The legendary entrepreneur who created the website lastminute.com at the tender age of 25 with co-partner Brent Hoberman (selling it for a princely £571m two years later), kindly agreed to let me interview her for a special audience with Wellbeing of Women.

Martha, 39, looked petite and serene and but appeared to be nursing a very heavy cold. In truth, she could easily have pulled out of the event, crying off sick, but did not want to let the charity down.

The Oxford-educated star of the dotcom boom must have spoken for at least forty minutes and had the audience transfixed.

Her story illustrated that any of us can find ourselves faced with significant health challenges at any stage in life. But it's how we choose to deal with them that marks the way forward.

First, Martha described her early life and career and gave lots of insights into what drove her to become the success she is today - vision, passion and boundless energy.
She then bravely recounted the horrific car crash that almost killed her in 2004.

Martha had been a passenger in the jeep that veered off the road and hit a tree in Morocco.
The accident left her with a broken pelvis and multiple fractures in her arms and legs. She spent two years in hospital where she eventually had to learn to walk again.

Traumatised and in severe pain, those early days of recovery must have been very dark.

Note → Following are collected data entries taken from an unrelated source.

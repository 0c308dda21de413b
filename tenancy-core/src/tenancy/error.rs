//! Tenant resolution failures and their mapping to HTTP responses.
//!
//! The mapping from failure kind to status code lives in
//! [`TenantErrorKind::status_code`] and nowhere else.

use axum::{
    http::StatusCode,
    response::{IntoResponse, Response},
    Json,
};
use chrono::{DateTime, Utc};
use serde::Serialize;
use thiserror::Error;

#[derive(Debug, Clone, PartialEq, Eq, Error)]
pub enum TenantError {
    /// The identifier header was absent or blank on a non-bypassed path.
    #[error("{0} header is required.")]
    MissingHeader(String),

    #[error("Tenant '{0}' was not found.")]
    NotFound(String),

    #[error("Tenant '{0}' is not active.")]
    Inactive(String),

    /// Code asked for the current tenant outside a resolved request.
    #[error("Tenant context was not resolved for the current request.")]
    ContextMissing,
}

/// Discriminant of [`TenantError`], used for the boundary mapping.
#[derive(Debug, Clone, Copy, PartialEq, Eq, Hash)]
pub enum TenantErrorKind {
    MissingTenantHeader,
    TenantNotFound,
    TenantInactive,
    TenantContextMissing,
}

impl TenantErrorKind {
    #[must_use]
    pub fn status_code(self) -> StatusCode {
        match self {
            TenantErrorKind::MissingTenantHeader => StatusCode::BAD_REQUEST,
            TenantErrorKind::TenantNotFound => StatusCode::NOT_FOUND,
            TenantErrorKind::TenantInactive => StatusCode::FORBIDDEN,
            TenantErrorKind::TenantContextMissing => StatusCode::INTERNAL_SERVER_ERROR,
        }
    }

    /// Stable machine-readable code for the response body.
    #[must_use]
    pub fn code(self) -> &'static str {
        match self {
            TenantErrorKind::MissingTenantHeader => "MissingTenantHeader",
            TenantErrorKind::TenantNotFound => "TenantNotFound",
            TenantErrorKind::TenantInactive => "TenantInactive",
            TenantErrorKind::TenantContextMissing => "TenantContextMissing",
        }
    }
}

impl TenantError {
    #[must_use]
    pub fn kind(&self) -> TenantErrorKind {
        match self {
            TenantError::MissingHeader(_) => TenantErrorKind::MissingTenantHeader,
            TenantError::NotFound(_) => TenantErrorKind::TenantNotFound,
            TenantError::Inactive(_) => TenantErrorKind::TenantInactive,
            TenantError::ContextMissing => TenantErrorKind::TenantContextMissing,
        }
    }

    #[must_use]
    pub fn status_code(&self) -> StatusCode {
        self.kind().status_code()
    }

    /// Resolution failures are client-facing; a missing context is a defect.
    #[must_use]
    pub fn is_resolution_failure(&self) -> bool {
        !matches!(self, TenantError::ContextMissing)
    }
}

/// Body returned for every tenant failure.
///
/// ```json
/// {
///     "code": "TenantNotFound",
///     "message": "Tenant 'acme' was not found.",
///     "timestamp": "2024-05-01T12:00:00Z"
/// }
/// ```
#[derive(Debug, Clone, Serialize)]
pub struct TenantErrorResponse {
    pub code: String,
    pub message: String,
    pub timestamp: DateTime<Utc>,
}

impl From<&TenantError> for TenantErrorResponse {
    fn from(err: &TenantError) -> Self {
        Self {
            code: err.kind().code().to_string(),
            message: err.to_string(),
            timestamp: Utc::now(),
        }
    }
}

impl IntoResponse for TenantError {
    fn into_response(self) -> Response {
        if !self.is_resolution_failure() {
            tracing::error!(error = %self, "Tenant context accessed outside a resolved request");
        }
        (self.status_code(), Json(TenantErrorResponse::from(&self))).into_response()
    }
}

But Martha says it was devotion of her partner, Chris Gorell Barnes and her family and friends that pulled her through.
'They saved my life,' she said.

Today, Martha accepts things will never be quite the same. She has undergone innumerable operations and is often in chronic pain.

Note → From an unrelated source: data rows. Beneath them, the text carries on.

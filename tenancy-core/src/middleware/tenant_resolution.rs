//! Per-request tenant resolution.
//!
//! For every request the middleware:
//! 1. lets bypassed paths through without a tenant,
//! 2. reads the tenant header (rejecting with 400 when absent or blank),
//! 3. resolves it through the configured [`TenantLookup`] (404 / 403 on failure),
//! 4. binds the result into [`RequestTenantScope`] for the rest of the request.
//!
//! The scope is cleared exactly once when the request finishes, whichever of
//! these paths was taken and even if the handler fails or the request future
//! is dropped.
//!
//! ```rust,ignore
//! let resolver = TenantResolutionMiddleware::from_config(lookup, &config.tenancy)?;
//! let app = Router::new()
//!     .route("/orders", get(list_orders))
//!     .layer(axum::middleware::from_fn_with_state(
//!         resolver,
//!         tenant_resolution_middleware,
//!     ));
//! ```

use std::sync::Arc;

use axum::{
    async_trait,
    extract::{FromRequestParts, Request, State},
    http::{request::Parts, HeaderMap, HeaderName},
    middleware::Next,
    response::{IntoResponse, Response},
};

use crate::config::{TenancyConfig, DEFAULT_TENANT_HEADER};
use crate::error::AppError;
use crate::tenancy::{
    BypassMatcher, RequestTenantScope, TenantContext, TenantError, TenantLookup,
};

/// Outcome of a successful resolution step.
#[derive(Debug, Clone, PartialEq, Eq)]
pub enum Resolution {
    /// The path matched a bypass pattern; no tenant is bound.
    Bypassed,
    Resolved(TenantContext),
}

#[derive(Clone)]
pub struct TenantResolutionMiddleware {
    lookup: Arc<dyn TenantLookup>,
    bypass: Arc<BypassMatcher>,
    header_name: HeaderName,
}

impl std::fmt::Debug for TenantResolutionMiddleware {
    fn fmt(&self, f: &mut std::fmt::Formatter<'_>) -> std::fmt::Result {
        f.debug_struct("TenantResolutionMiddleware")
            .field("bypass", &self.bypass)
            .field("header_name", &self.header_name)
            .finish_non_exhaustive()
    }
}

impl TenantResolutionMiddleware {
    pub fn new(lookup: Arc<dyn TenantLookup>, bypass: BypassMatcher) -> Self {
        Self {
            lookup,
            bypass: Arc::new(bypass),
            header_name: HeaderName::from_static("x-tenant-id"),
        }
    }

    pub fn from_config(
        lookup: Arc<dyn TenantLookup>,
        config: &TenancyConfig,
    ) -> Result<Self, AppError> {
        let header_name = HeaderName::try_from(config.header_name.as_str()).map_err(|e| {
            AppError::ConfigError(anyhow::anyhow!(
                "Invalid tenant header name '{}': {}",
                config.header_name,
                e
            ))
        })?;

        Ok(Self::new(lookup, config.bypass_matcher()?).with_header_name(header_name))
    }

    pub fn with_header_name(mut self, header_name: HeaderName) -> Self {
        self.header_name = header_name;
        self
    }

    pub fn header_name(&self) -> &HeaderName {
        &self.header_name
    }

    /// Returns `Ok(None)` for bypassed paths, otherwise the trimmed header
    /// value to resolve.
    pub fn extract_identifier(
        &self,
        path: &str,
        headers: &HeaderMap,
    ) -> Result<Option<String>, TenantError> {
        if let Some(pattern) = self.bypass.find_match(path) {
            tracing::debug!(path, pattern = pattern.as_str(), "Tenant resolution bypassed");
            return Ok(None);
        }

        let identifier = headers
            .get(&self.header_name)
            .map(|value| String::from_utf8_lossy(value.as_bytes()).trim().to_string())
            .unwrap_or_default();

        if identifier.is_empty() {
            return Err(TenantError::MissingHeader(self.header_display_name()));
        }

        Ok(Some(identifier))
    }

    /// Run the resolution protocol without touching the scope.
    pub async fn resolve_request(
        &self,
        path: &str,
        headers: &HeaderMap,
    ) -> Result<Resolution, TenantError> {
        match self.extract_identifier(path, headers)? {
            None => Ok(Resolution::Bypassed),
            Some(identifier) => self.lookup.resolve(&identifier).await.map(Resolution::Resolved),
        }
    }

    pub async fn handle(&self, request: Request, next: Next) -> Response {
        RequestTenantScope::run(async move {
            // completion hook: clears the slot on every exit path
            let _completion = RequestTenantScope::guard();

            let resolution = self
                .resolve_request(request.uri().path(), request.headers())
                .await;

            match resolution {
                Ok(Resolution::Bypassed) => next.run(request).await,
                Ok(Resolution::Resolved(context)) => {
                    tracing::Span::current()
                        .record("tenant_id", tracing::field::display(context.tenant_id()));
                    tracing::debug!(
                        tenant_id = %context.tenant_id(),
                        slug = context.slug(),
                        "Tenant resolved"
                    );
                    RequestTenantScope::set(context);
                    next.run(request).await
                }
                Err(err) => reject(err),
            }
        })
        .await
    }

    fn header_display_name(&self) -> String {
        // HeaderName compares case-insensitively against str
        if self.header_name == DEFAULT_TENANT_HEADER {
            DEFAULT_TENANT_HEADER.to_string()
        } else {
            self.header_name.to_string()
        }
    }
}

fn reject(err: TenantError) -> Response {
    tracing::warn!(error = %err, code = err.kind().code(), "Tenant resolution failed");
    err.into_response()
}

/// Middleware entry point for `axum::middleware::from_fn_with_state`.
pub async fn tenant_resolution_middleware(
    State(resolver): State<TenantResolutionMiddleware>,
    request: Request,
    next: Next,
) -> Response {
    resolver.handle(request, next).await
}

/// Extractor for the tenant bound to the current request.
///
/// ```rust,ignore
/// async fn handler(CurrentTenant(tenant): CurrentTenant) -> String {
///     tenant.slug().to_string()
/// }
/// ```
///
/// Rejects with a 500 when used on a route the middleware does not cover.
#[derive(Debug, Clone, PartialEq, Eq)]
pub struct CurrentTenant(pub TenantContext);

#[async_trait]
impl<S> FromRequestParts<S> for CurrentTenant
where
    S: Send + Sync,
{
    type Rejection = TenantError;

    async fn from_request_parts(_parts: &mut Parts, _state: &S) -> Result<Self, Self::Rejection> {
        RequestTenantScope::require().map(CurrentTenant)
    }
}
pub mod config;
pub mod handlers;
pub mod startup;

But her determination to do something constructive with her life continues.
'The most fundamental thing I have to do every day is stand up, that is a challenge in itself,' she said. 'But I still need to get out there and work with people.'

Since the accident Martha's karaoke company Lucky Voice has steadily expanded and now has venues across six UK cities. She also sits on the boards of Channel 4, Marks and Spencer and has various charitable interests.

Then, just over two years ago, she was personally called by the Prime Minister and asked to take on a role as the government's 'digital champion'.

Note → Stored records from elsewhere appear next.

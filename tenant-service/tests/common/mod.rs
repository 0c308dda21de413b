use std::sync::Arc;
use tenancy_core::config::{Config as CoreConfig, TenancyConfig, TenantSeed};
use tenancy_core::TenantLookup;
use tenant_service::config::TenantServiceConfig;
use tenant_service::startup::Application;
use uuid::Uuid;

pub const GREEN_ID: &str = "00000000-0000-0000-0000-00000000abcd";

pub struct TestApp {
    pub http_address: String,
    pub http_port: u16,
    pub client: reqwest::Client,
}

pub fn test_config() -> TenantServiceConfig {
    TenantServiceConfig {
        // Use random port for testing (port 0)
        common: CoreConfig {
            port: 0,
            tenancy: TenancyConfig {
                bootstrap_tenants: vec![
                    TenantSeed::new("tenant-green")
                        .with_id(Uuid::parse_str(GREEN_ID).expect("valid uuid")),
                    TenantSeed::new("tenant-blue"),
                    TenantSeed::new("tenant-disabled").inactive(),
                ],
                ..TenancyConfig::default()
            },
        },
        service_name: "tenant-service".to_string(),
        log_level: "debug".to_string(),
        otlp_endpoint: None,
    }
}

impl TestApp {
    pub async fn spawn() -> Self {
        let app = Application::build(test_config())
            .await
            .expect("Failed to build test application");
        Self::start(app).await
    }

    pub async fn spawn_with_lookup(lookup: Arc<dyn TenantLookup>) -> Self {
        let app = Application::build_with_lookup(test_config(), lookup)
            .await
            .expect("Failed to build test application");
        Self::start(app).await
    }

    async fn start(app: Application) -> Self {
        let http_port = app.http_port();
        let http_address = format!("http://127.0.0.1:{}", http_port);

        tokio::spawn(async move {
            app.run_until_stopped().await.ok();
        });

        // Wait for HTTP server to be ready by polling health endpoint
        let client = reqwest::Client::new();
        let health_url = format!("{}/actuator/health", http_address);
        for _ in 0..50 {
            if client.get(&health_url).send().await.is_ok() {
                break;
            }
            tokio::time::sleep(tokio::time::Duration::from_millis(50)).await;
        }

        TestApp {
            http_address,
            http_port,
            client,
        }
    }

    pub async fn get(&self, path: &str, tenant: Option<&str>) -> reqwest::Response {
        let mut request = self.client.get(format!("{}{}", self.http_address, path));
        if let Some(tenant) = tenant {
            request = request.header("X-Tenant-ID", tenant);
        }
        request.send().await.expect("Failed to execute request")
    }
}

'My original brief was to help get disadvantaged communities using digital technology,' said Martha. 'I feel very privileged to get asked to do these sorts of things.'

Martha's very moving story left me feeling proud of what women can achieve, even with the odds stacked against them - in what is still very much a man's world.

Quite fitting then, that a couple of days later I was invited an auspicious book launch full of brilliant women at Gray's Inn. The friend who invited me is an eminent female cardiologist and one of the UCL deans.
The book in question was a biography of the late Rose Heilbron QC, written by her proud daughter Hilary Heilbron QC. I had been only vaguely aware of Rose's astonishing career previously.

One of the outstanding defence barristers of the post-war period, she was the first woman to win a scholarship to Gray's Inn, the first woman to be appointed silk, the first to lead in a murder case, the first woman recorder, the first woman to sit at the Old Bailey and the first woman treasurer of Gray's Inn.

As the evening drew on, I found myself in conversation with a notable retired female solicitor and the inspiring Shami Chakrabati. We discussed whether combining motherhood with work was harder during the first ten years of our children's life; or whether it all got tougher during the teen years. On the whole we felt it got tougher during the teenage years but boys are different to girls. Shami was delightful and I look forward to welcoming her to one of our evening speaker events in 2013.

I also found myself chatting to none other than Cherie Blair QC who said she'd been inspired to pursue law by Rose Heilbron, who also grew up in Liverpool. Cherie has kindly written the forward to Rose's biography. She looked immaculate with her daughter Catherine, 24, a law student, by her side.

As the evening drew to a close and the good will continued to flow, it struck me that there has never been a better time for successful women to extend a hand to help others up the ladder or to fulfil their life choices.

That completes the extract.